Low Temperature Physics: 35, 48 (2009); https://doi.org/10.1063/1.3064908 (5 pages)
Физика Низких Температур: Том 35, Выпуск 1 (Январь 2009), c. 64-69    ( к оглавлению , назад )

Doped nanoparticles for optoelectronics applications

M. Godlewski1,2, E. Wolska2, and S. Yatsunenko1

1Institute of Physics Polish Academy of Sciences, Al. Lotnikow 32/46, 02-668 Warsaw, Poland
E-mail: godlew@ifpan.edu.pl

2Department of Mathematics and Natural Sciences, College of Sciences, Cardinal S. Wyszyński University, Warsaw, Poland

A. Opalińska, J. Fidelus, and W. Łojkowski

Institute of High Pressure PAN «Unipress», Sokolowska 29/37, Warsaw, Poland

M. Zalewska and A. Kłonkowski

Faculty of Chemistry, University of Gdańsk, Sobieskiego 18, 80-952 Gdańsk, Poland

D. Kuritsyn

Institute for Physics of Microstructures Russian Academy of Science, GSP-105, Nizhny Novgorod, 603950 Russia

Received July 8, 2008


Nanoparticles of wide band gap materials doped with transition metal ions or rare earth ions are intensively studied for their possible applications in a new generation of light sources for an overhead illumination.

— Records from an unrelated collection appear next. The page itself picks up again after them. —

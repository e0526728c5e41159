use crate::arch::matrix::{ElemT, Matrix};
use crate::simulator::mode::{ArchType, SimConfig, StepMode};
use serde::{Deserialize, Serialize};
use std::fs;
use std::io;
use std::path::{Path, PathBuf};

/// Simulation section of the config file
#[derive(Debug, Clone, Deserialize, Serialize)]
pub struct SimulationSection {
  #[serde(default = "default_arch_type")]
  pub arch_type: String,
  #[serde(default)]
  pub quiet: bool,
  #[serde(default)]
  pub step_mode: bool,
  #[serde(default)]
  pub trace_file: String,
  /// Cycles to run; omitted means run to the settle point
  #[serde(default)]
  pub cycles: Option<i64>,
}

fn default_arch_type() -> String {
  "systolic".to_string()
}

impl Default for SimulationSection {
  fn default() -> Self {
    Self {
      arch_type: default_arch_type(),
      quiet: false,
      step_mode: false,
      trace_file: String::new(),
      cycles: None,
    }
  }
}

/// Operand section of the config file
#[derive(Debug, Clone, Deserialize, Serialize)]
pub struct OperandSection {
  /// Rows of A (and of the output)
  #[serde(default = "default_dim")]
  pub rows: usize,
  /// Inner dimension (columns of A, rows of B)
  #[serde(default = "default_dim")]
  pub inner: usize,
  /// Columns of B (and of the output)
  #[serde(default = "default_dim")]
  pub cols: usize,
  /// "ones", "pattern" (the 8x8 testbench operands) or "inline"
  #[serde(default = "default_fill")]
  pub fill: String,
  #[serde(default)]
  pub a: Option<Vec<Vec<ElemT>>>,
  #[serde(default)]
  pub b: Option<Vec<Vec<ElemT>>>,
}

fn default_dim() -> usize {
  8
}

fn default_fill() -> String {
  "ones".to_string()
}

impl Default for OperandSection {
  fn default() -> Self {
    Self {
      rows: default_dim(),
      inner: default_dim(),
      cols: default_dim(),
      fill: default_fill(),
      a: None,
      b: None,
    }
  }
}

/// Unified application config
#[derive(Debug, Clone, Default, Deserialize, Serialize)]
pub struct AppConfig {
  #[serde(default)]
  pub simulation: SimulationSection,
  #[serde(default)]
  pub operands: OperandSection,
}

/// Load the shipped default.toml
pub fn load_default_config() -> io::Result<AppConfig> {
  let manifest_dir = PathBuf::from(env!("CARGO_MANIFEST_DIR"));
  let config_path = manifest_dir
    .join("src")
    .join("simulator")
    .join("config")
    .join("default.toml");

  load_config_file(&config_path)
}

/// Load a config from a specific file
pub fn load_config_file(path: &Path) -> io::Result<AppConfig> {
  let content = fs::read_to_string(path)
    .map_err(|e| io::Error::new(io::ErrorKind::NotFound, format!("cannot read config file {:?}: {}", path, e)))?;

  parse_config(&content)
}

pub fn parse_config(content: &str) -> io::Result<AppConfig> {
  toml::from_str::<AppConfig>(content)
    .map_err(|e| io::Error::new(io::ErrorKind::InvalidData, format!("TOML parse failed: {}", e)))
}

/// Custom config files, parsed with every key optional so merging can tell
/// an omitted key from one set to its default value.
#[derive(Debug, Default, Deserialize)]
pub struct ConfigOverride {
  #[serde(default)]
  pub simulation: SimulationOverride,
  #[serde(default)]
  pub operands: OperandOverride,
}

#[derive(Debug, Default, Deserialize)]
pub struct SimulationOverride {
  pub arch_type: Option<String>,
  pub quiet: Option<bool>,
  pub step_mode: Option<bool>,
  pub trace_file: Option<String>,
  pub cycles: Option<i64>,
}

#[derive(Debug, Default, Deserialize)]
pub struct OperandOverride {
  pub rows: Option<usize>,
  pub inner: Option<usize>,
  pub cols: Option<usize>,
  pub fill: Option<String>,
  pub a: Option<Vec<Vec<ElemT>>>,
  pub b: Option<Vec<Vec<ElemT>>>,
}

/// Load a custom config file on top of the defaults
pub fn load_override_file(path: &Path) -> io::Result<ConfigOverride> {
  let content = fs::read_to_string(path)
    .map_err(|e| io::Error::new(io::ErrorKind::NotFound, format!("cannot read config file {:?}: {}", path, e)))?;

  parse_override(&content)
}

pub fn parse_override(content: &str) -> io::Result<ConfigOverride> {
  toml::from_str::<ConfigOverride>(content)
    .map_err(|e| io::Error::new(io::ErrorKind::InvalidData, format!("TOML parse failed: {}", e)))
}

/// Merge a custom file onto the base config, per key
pub fn merge_config(mut base: AppConfig, override_config: ConfigOverride) -> AppConfig {
  let sim = override_config.simulation;
  if let Some(arch_type) = sim.arch_type {
    base.simulation.arch_type = arch_type;
  }
  if let Some(quiet) = sim.quiet {
    base.simulation.quiet = quiet;
  }
  if let Some(step_mode) = sim.step_mode {
    base.simulation.step_mode = step_mode;
  }
  if let Some(trace_file) = sim.trace_file {
    base.simulation.trace_file = trace_file;
  }
  if sim.cycles.is_some() {
    base.simulation.cycles = sim.cycles;
  }

  let op = override_config.operands;
  if let Some(rows) = op.rows {
    base.operands.rows = rows;
  }
  if let Some(inner) = op.inner {
    base.operands.inner = inner;
  }
  if let Some(cols) = op.cols {
    base.operands.cols = cols;
  }
  if let Some(fill) = op.fill {
    // A file that switches the fill away from the base's inline operands
    // should not drag those operands along with it.
    if fill != "inline" {
      base.operands.a = None;
      base.operands.b = None;
    }
    base.operands.fill = fill;
  }
  if op.a.is_some() {
    base.operands.a = op.a;
  }
  if op.b.is_some() {
    base.operands.b = op.b;
  }
  base
}

/// Apply CLI flags on top of the file config
pub fn apply_cli_overrides(
  config: &mut AppConfig,
  quiet: bool,
  step: bool,
  trace_file: Option<&str>,
  arch: Option<&str>,
  cycles: Option<i64>,
  dim: Option<usize>,
) {
  if quiet {
    config.simulation.quiet = true;
  }
  if step {
    config.simulation.step_mode = true;
  }
  if let Some(file) = trace_file {
    config.simulation.trace_file = file.to_string();
  }
  if let Some(arch_str) = arch {
    config.simulation.arch_type = arch_str.to_string();
  }
  if cycles.is_some() {
    config.simulation.cycles = cycles;
  }
  if let Some(n) = dim {
    // --dim means "square all-ones operands of this size"
    config.operands.rows = n;
    config.operands.inner = n;
    config.operands.cols = n;
    config.operands.fill = "ones".to_string();
    config.operands.a = None;
    config.operands.b = None;
  }
}

/// Validate a merged config before any cycle executes
pub fn validate_config(config: &AppConfig) -> io::Result<()> {
  if ArchType::parse(&config.simulation.arch_type).is_none() {
    return Err(io::Error::new(
      io::ErrorKind::InvalidData,
      format!("unsupported arch type: {}", config.simulation.arch_type),
    ));
  }

  if let Some(n) = config.simulation.cycles {
    if n < 0 {
      return Err(io::Error::new(
        io::ErrorKind::InvalidInput,
        format!("invalid cycle count: {} (must be non-negative)", n),
      ));
    }
  }

  let op = &config.operands;
  if op.rows == 0 || op.inner == 0 || op.cols == 0 {
    return Err(io::Error::new(
      io::ErrorKind::InvalidData,
      "operand dimensions must be at least 1".to_string(),
    ));
  }

  match op.fill.as_str() {
    "ones" => {},
    "pattern" => {
      if op.rows != 8 || op.inner != 8 || op.cols != 8 {
        return Err(io::Error::new(
          io::ErrorKind::InvalidData,
          "fill = \"pattern\" is the 8x8 testbench pair; set rows/inner/cols to 8".to_string(),
        ));
      }
    },
    "inline" => {
      let (a, b) = match (&op.a, &op.b) {
        (Some(a), Some(b)) => (a, b),
        _ => {
          return Err(io::Error::new(
            io::ErrorKind::InvalidData,
            "fill = \"inline\" requires both operands.a and operands.b".to_string(),
          ));
        },
      };
      if a.len() != op.rows || a.iter().any(|row| row.len() != op.inner) {
        return Err(io::Error::new(
          io::ErrorKind::InvalidData,
          format!("operands.a must be {}x{} (rows x inner)", op.rows, op.inner),
        ));
      }
      if b.len() != op.inner || b.iter().any(|row| row.len() != op.cols) {
        return Err(io::Error::new(
          io::ErrorKind::InvalidData,
          format!("operands.b must be {}x{} (inner x cols)", op.inner, op.cols),
        ));
      }
    },
    other => {
      return Err(io::Error::new(
        io::ErrorKind::InvalidData,
        format!("unsupported fill: {} (expected ones, pattern or inline)", other),
      ));
    },
  }

  Ok(())
}

/// Build the operand matrices described by the config
pub fn build_operands(op: &OperandSection) -> io::Result<(Matrix, Matrix)> {
  let invalid = |e: String| io::Error::new(io::ErrorKind::InvalidData, e);

  match op.fill.as_str() {
    "pattern" => Ok((Matrix::ramp8(), Matrix::checkerboard(8, 8))),
    "inline" => {
      let a = op
        .a
        .clone()
        .ok_or_else(|| invalid("operands.a missing".to_string()))
        .and_then(|rows| Matrix::from_rows(rows).map_err(invalid))?;
      let b = op
        .b
        .clone()
        .ok_or_else(|| invalid("operands.b missing".to_string()))
        .and_then(|rows| Matrix::from_rows(rows).map_err(invalid))?;
      Ok((a, b))
    },
    _ => Ok((Matrix::ones(op.rows, op.inner), Matrix::ones(op.inner, op.cols))),
  }
}

/// Derive the driver config from a validated AppConfig
pub fn to_sim_config(config: &AppConfig) -> io::Result<SimConfig> {
  let arch_type = ArchType::parse(&config.simulation.arch_type).ok_or_else(|| {
    io::Error::new(
      io::ErrorKind::InvalidData,
      format!("unsupported arch type: {}", config.simulation.arch_type),
    )
  })?;

  let cycles = match config.simulation.cycles {
    Some(n) if n < 0 => {
      return Err(io::Error::new(
        io::ErrorKind::InvalidInput,
        format!("invalid cycle count: {} (must be non-negative)", n),
      ));
    },
    Some(n) => Some(n as usize),
    None => None,
  };

  let step_mode = if config.simulation.step_mode {
    StepMode::Step
  } else {
    StepMode::Continuous
  };

  let trace_file = if config.simulation.trace_file.is_empty() {
    None
  } else {
    Some(config.simulation.trace_file.clone())
  };

  Ok(SimConfig {
    arch_type,
    quiet: config.simulation.quiet,
    step_mode,
    trace_file,
    cycles,
  })
}

/// Load and merge configs
///
/// Flow:
/// 1. load the shipped defaults
/// 2. merge a custom config file if one was given
/// 3. apply CLI overrides
/// 4. validate
pub fn load_and_merge_configs(
  custom_config_path: Option<&str>,
  quiet: bool,
  step: bool,
  trace_file: Option<&str>,
  arch: Option<&str>,
  cycles: Option<i64>,
  dim: Option<usize>,
) -> io::Result<AppConfig> {
  let mut config = load_default_config()?;

  if let Some(custom_path) = custom_config_path {
    let custom_config = load_override_file(Path::new(custom_path))?;
    config = merge_config(config, custom_config);
  }

  apply_cli_overrides(&mut config, quiet, step, trace_file, arch, cycles, dim);
  validate_config(&config)?;

  Ok(config)
}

In this work we discuss mechanisms of emission enhancement in nanoparticles doped with rare earth or/and transition metal ions. Arguments are presented that phosphors of nanosize may emit light more efficiently and thus be applied in practical optoelectronic devices.

PACS: 81.07.Wx Nanopowders;
PACS: 78.47.–p Spectroscopy of solid state dynamics;
PACS: 78.55.–m Photoluminescence, properties and materials;
PACS: 78.55.Hx Other solid inorganic materials.

Key words: excitation processes in nanoparticles, photon cascade processes.